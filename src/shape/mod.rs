//! Shapes supported by tumble3d.

pub use self::ball::Ball;
pub use self::capsule::Capsule;
pub use self::convex_polyhedron::ConvexPolyhedron;
pub use self::cuboid::Cuboid;
pub use self::error::ShapeBuildError;
pub use self::feature_id::FeatureId;
pub use self::polygonal_feature::{PolygonalFeature, PolygonalFeatureMap};
pub use self::segment::{Segment, SegmentPointLocation};
pub use self::shape::{Shape, ShapeKind};
pub use self::shared_shape::SharedShape;
pub use self::support_map::SupportMap;
pub use self::triangle::{Triangle, TrianglePointLocation};
pub use self::trimesh::TriMesh;

mod ball;
mod capsule;
mod convex_polyhedron;
mod cuboid;
mod error;
mod feature_id;
mod polygonal_feature;
mod segment;
mod shape;
mod shared_shape;
mod support_map;
mod triangle;
mod trimesh;
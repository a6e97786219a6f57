use tumble3d::math::{Point, Real, Rotation, Vector};
use tumble3d::pipeline::{ColliderBuilder, ColliderFlags, CollisionGroups, CollisionWorld, Group};
use tumble3d::shape::{SharedShape, TriMesh};

fn world_with_ground() -> CollisionWorld {
    let mut world = CollisionWorld::default();
    let _ = world.add_collider(
        ColliderBuilder::cuboid(10.0, 0.5, 10.0)
            .fixed()
            .friction(0.8),
    );
    world
}

#[test]
fn sphere_sweep_lands_on_ground() {
    let world = world_with_ground();
    let hit = world.sphere_sweep(
        &Point::new(0.0, 5.0, 0.0),
        &Point::new(0.0, -5.0, 0.0),
        0.5,
        CollisionGroups::all(),
    );

    assert!(hit.has_hit);
    assert_relative_eq!(hit.distance, 4.0, epsilon = 1.0e-3);
    assert_relative_eq!(hit.normal, Vector::y(), epsilon = 1.0e-3);
    assert_relative_eq!(hit.point, Point::new(0.0, 0.5, 0.0), epsilon = 1.0e-3);
    assert_relative_eq!(hit.position, Point::new(0.0, 1.0, 0.0), epsilon = 1.0e-3);
    assert_relative_eq!(hit.friction, 0.8);
}

#[test]
fn capsule_sweep_lands_on_ground() {
    let world = world_with_ground();
    let hit = world.capsule_sweep(
        &Point::new(1.0, 5.0, -2.0),
        &Point::new(1.0, -5.0, -2.0),
        0.5,
        0.25,
        &Rotation::identity(),
        CollisionGroups::all(),
    );

    assert!(hit.has_hit);
    assert_relative_eq!(hit.distance, 3.75, epsilon = 1.0e-3);
    assert_relative_eq!(hit.normal, Vector::y(), epsilon = 1.0e-3);
    assert_relative_eq!(hit.point.y, 0.5, epsilon = 1.0e-3);
    assert_relative_eq!(hit.position, Point::new(1.0, 1.25, -2.0), epsilon = 1.0e-3);

    // Lying on its side, the capsule only needs its radius of clearance.
    let lying = Rotation::from_axis_angle(&Vector::z_axis(), std::f32::consts::FRAC_PI_2 as Real);
    let hit = world.capsule_sweep(
        &Point::new(1.0, 5.0, -2.0),
        &Point::new(1.0, -5.0, -2.0),
        0.5,
        0.25,
        &lying,
        CollisionGroups::all(),
    );

    assert!(hit.has_hit);
    assert_relative_eq!(hit.distance, 4.25, epsilon = 1.0e-3);
    assert_relative_eq!(hit.position, Point::new(1.0, 0.75, -2.0), epsilon = 1.0e-3);
}

#[test]
fn sweeps_that_fall_short_miss() {
    let world = world_with_ground();
    let hit = world.sphere_sweep(
        &Point::new(0.0, 5.0, 0.0),
        &Point::new(0.0, 2.0, 0.0),
        0.5,
        CollisionGroups::all(),
    );

    assert!(!hit.has_hit);
    assert_eq!(hit.collider, None);
    assert_eq!(hit.position, Point::origin());

    // Passing beside the ground.
    let hit = world.sphere_sweep(
        &Point::new(12.0, 5.0, 0.0),
        &Point::new(12.0, -5.0, 0.0),
        0.5,
        CollisionGroups::all(),
    );
    assert!(!hit.has_hit);
}

#[test]
fn sweeps_skip_probes_and_filtered_groups() {
    let mut world = world_with_ground();
    let _probe = world.add_collider(
        ColliderBuilder::ball(1.0)
            .fixed()
            .flags(ColliderFlags::PROBE)
            .translation(Vector::new(0.0, 3.0, 0.0)),
    );
    let platform = world.add_collider(
        ColliderBuilder::cuboid(1.0, 0.1, 1.0)
            .fixed()
            .translation(Vector::new(0.0, 2.0, 0.0))
            .collision_groups(CollisionGroups::new(Group::GROUP_2, Group::ALL)),
    );

    let from = Point::new(0.0, 5.0, 0.0);
    let to = Point::new(0.0, -5.0, 0.0);

    // The platform is hit first when its group is accepted.
    let hit = world.sphere_sweep(&from, &to, 0.5, CollisionGroups::all());
    assert_eq!(hit.collider, Some(platform));
    assert_relative_eq!(hit.distance, 2.4, epsilon = 1.0e-3);

    // Otherwise the sweep goes through it and lands on the ground.
    let groups = CollisionGroups::new(Group::ALL, Group::GROUP_1);
    let hit = world.sphere_sweep(&from, &to, 0.5, groups);
    assert!(hit.has_hit);
    assert_ne!(hit.collider, Some(platform));
    assert_relative_eq!(hit.distance, 4.0, epsilon = 1.0e-3);
}

#[test]
fn sphere_sweep_against_mesh() {
    let mut world = CollisionWorld::default();
    let vertices = vec![
        Point::new(-5.0, 0.0, -5.0),
        Point::new(5.0, 0.0, -5.0),
        Point::new(5.0, 0.0, 5.0),
        Point::new(-5.0, 0.0, 5.0),
    ];
    let mesh = TriMesh::new(vertices, vec![[0, 2, 1], [0, 3, 2]]).unwrap();
    let ground = world.add_collider(ColliderBuilder::new(SharedShape::new(mesh)).fixed());

    let hit = world.sphere_sweep(
        &Point::new(1.0, 3.0, 2.0),
        &Point::new(1.0, -3.0, 2.0),
        0.25,
        CollisionGroups::all(),
    );

    assert_eq!(hit.collider, Some(ground));
    assert_relative_eq!(hit.distance, 2.75, epsilon = 1.0e-3);
    assert_relative_eq!(hit.normal, Vector::y(), epsilon = 1.0e-3);
    assert_relative_eq!(hit.point, Point::new(1.0, 0.0, 2.0), epsilon = 1.0e-3);
    assert_relative_eq!(hit.position, Point::new(1.0, 0.25, 2.0), epsilon = 1.0e-3);
}
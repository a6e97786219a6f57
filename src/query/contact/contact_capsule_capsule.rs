use crate::math::{Isometry, Real, Vector};
use crate::query::details::closest_points_segment_segment_with_locations;
use crate::query::Contact;
use crate::shape::Capsule;
use crate::utils::WBasis;
use na::Unit;

/// Contact between two capsules.
///
/// The closest points between the two axis segments are pushed apart by the capsule radii.
pub fn contact_capsule_capsule(
    pos12: &Isometry<Real>,
    capsule1: &Capsule,
    capsule2: &Capsule,
    prediction: Real,
) -> Option<Contact> {
    let seg1 = capsule1.segment;
    let seg2_1 = capsule2.segment.transformed(pos12);
    let (loc1, loc2) = closest_points_segment_segment_with_locations(&seg1, &seg2_1);
    let p1 = seg1.point_at(&loc1);
    let p2_1 = seg2_1.point_at(&loc2);

    let (normal1, axis_dist) = match Unit::try_new_and_get(p2_1 - p1, 0.0) {
        Some(res) => res,
        None => (fallback_normal(pos12, capsule1, &seg2_1.scaled_direction()), 0.0),
    };

    let dist = axis_dist - capsule1.radius - capsule2.radius;

    if dist > prediction {
        return None;
    }

    let point1 = p1 + *normal1 * capsule1.radius;
    let point2 = pos12.inverse_transform_point(&(p2_1 - *normal1 * capsule2.radius));
    let normal2 = pos12.inverse_transform_unit_vector(&-normal1);

    Some(Contact::new(point1, point2, normal1, normal2, dist))
}

/// Normal used when the two axes intersect.
fn fallback_normal(
    pos12: &Isometry<Real>,
    capsule1: &Capsule,
    dir2: &Vector<Real>,
) -> Unit<Vector<Real>> {
    let dir1 = capsule1.segment.scaled_direction();

    Unit::try_new(dir1.cross(dir2), 1.0e-6)
        .or_else(|| Unit::try_new(pos12.translation.vector, 1.0e-6))
        .unwrap_or_else(|| {
            let axis = Unit::try_new(dir1, 0.0).map_or_else(Vector::y, |d| d.into_inner());
            Unit::new_normalize(axis.orthonormal_basis()[0])
        })
}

---

## Task requirements
Copy out word for word each line of the listing, from the very first line down to the line containing "mod convex_polyhedron;", and stop after that line.

## Solved problem
filename src/shape/mod.rs
//! Shapes supported by tumble3d.

pub use self::ball::Ball;
pub use self::capsule::Capsule;
pub use self::convex_polyhedron::ConvexPolyhedron;
pub use self::cuboid::Cuboid;
pub use self::error::ShapeBuildError;
pub use self::feature_id::FeatureId;
pub use self::polygonal_feature::{PolygonalFeature, PolygonalFeatureMap};
pub use self::segment::{Segment, SegmentPointLocation};
pub use self::shape::{Shape, ShapeKind};
pub use self::shared_shape::SharedShape;
pub use self::support_map::SupportMap;
pub use self::triangle::{Triangle, TrianglePointLocation};
pub use self::trimesh::TriMesh;

mod ball;
mod capsule;
mod convex_polyhedron;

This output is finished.